What just happened? Amazon says it has reached its goal of eliminating plastic air pillows from its warehouses and distribution facilities globally. The familiar packaging has now been replaced with paper filler, which the company says is not only better for the environment, but also offers the same, if not better, protection for fragile goods.
Amazon has spent years working toward the goal of removing plastic delivery packaging from fulfillment centers and focusing on using recycled materials. In June, it announced that it had reduced the use of plastic air pillows in its packages by 95% in North America as it switches to crumpled paper. Amazon had already eliminated the pillows across its European facilities in 2022, in Australia in 2021, and in India in 2020.
In a recent post, Amazon confirmed that as of October 2024, it has removed all plastic air pillows from delivery packaging used at the company's global fulfillment centers.
The packaging paper Amazon uses is curbside recyclable so customers can recycle it at home, and it's made from 100% recycled content.
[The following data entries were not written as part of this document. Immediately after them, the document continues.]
use std::time::Instant;

use axum::extract::Request;
use axum::http::{Method, StatusCode};
use axum::middleware::Next;
use axum::response::Response;

/// One structured event per request.
///
/// Only the route and outcome are recorded; bodies carry patient names and
/// measurements and stay out of the log. Rejected submissions log at `warn`,
/// server failures at `error`.
pub async fn audit_log(req: Request, next: Next) -> Response {
    let method = req.method().clone();
    let route = req.uri().path().to_owned();
    let started = Instant::now();

    let response = next.run(req).await;

    let elapsed_ms = started.elapsed().as_millis() as u64;
    record(&method, &route, response.status(), elapsed_ms);
    response
}

fn record(method: &Method, route: &str, status: StatusCode, elapsed_ms: u64) {
    let status = status.as_u16();
    if status >= 500 {
        tracing::error!(%method, route, status, elapsed_ms, "screening_request");
    } else if status >= 400 {
        tracing::warn!(%method, route, status, elapsed_ms, "screening_request");
    } else {
        tracing::info!(%method, route, status, elapsed_ms, "screening_request");
    }
}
The tech giant also says that its testing, which included assessment by a third-party engineering lab, shows that the paper's ability to protect goods is as good as or better than the air pillows.
While the removal of the air pillows doesn't apply to orders shipped by third-party sellers, nonprofit ocean advocacy group Oceana has welcomed the announcement.
"The fact that the world's largest e-commerce company has made plastic air pillows history globally is fantastic news for the world's oceans," said Matt Littlejohn, senior vice president of strategic initiatives at Oceana. The group says plastic film is the deadliest type of plastic for large mammals such as whales and dolphins. It's also the most prolific type of plastic litter near coastlines.
Oceana found that Amazon generated 599 million pounds of plastic packaging waste in 2020, a 29% increase over the 2019 estimate of 465 million pounds. The estimated plastic waste, in the form of air pillows alone, could circle the Earth more than 600 times.
Amazon still uses tons of plastic annually in other forms of packaging like delivery bags and padded mailers. It says two-thirds of shipments in North America included Amazon-added plastic delivery packaging in December 2023. By December 2024, it aims to reduce this to a third. The company has retrofitted more than 120 automated packing machines that made plastic bags to create made-to-fit paper bags across the US, helping avoid the use of more than 130 million plastic bags this year.
Amazon employees staged a walkout in 2023 over the company's return-to-work policy and their displeasure at its impact on the environment. They stated that Amazon was failing to meet its self-imposed goals of reaching zero emissions by 2040.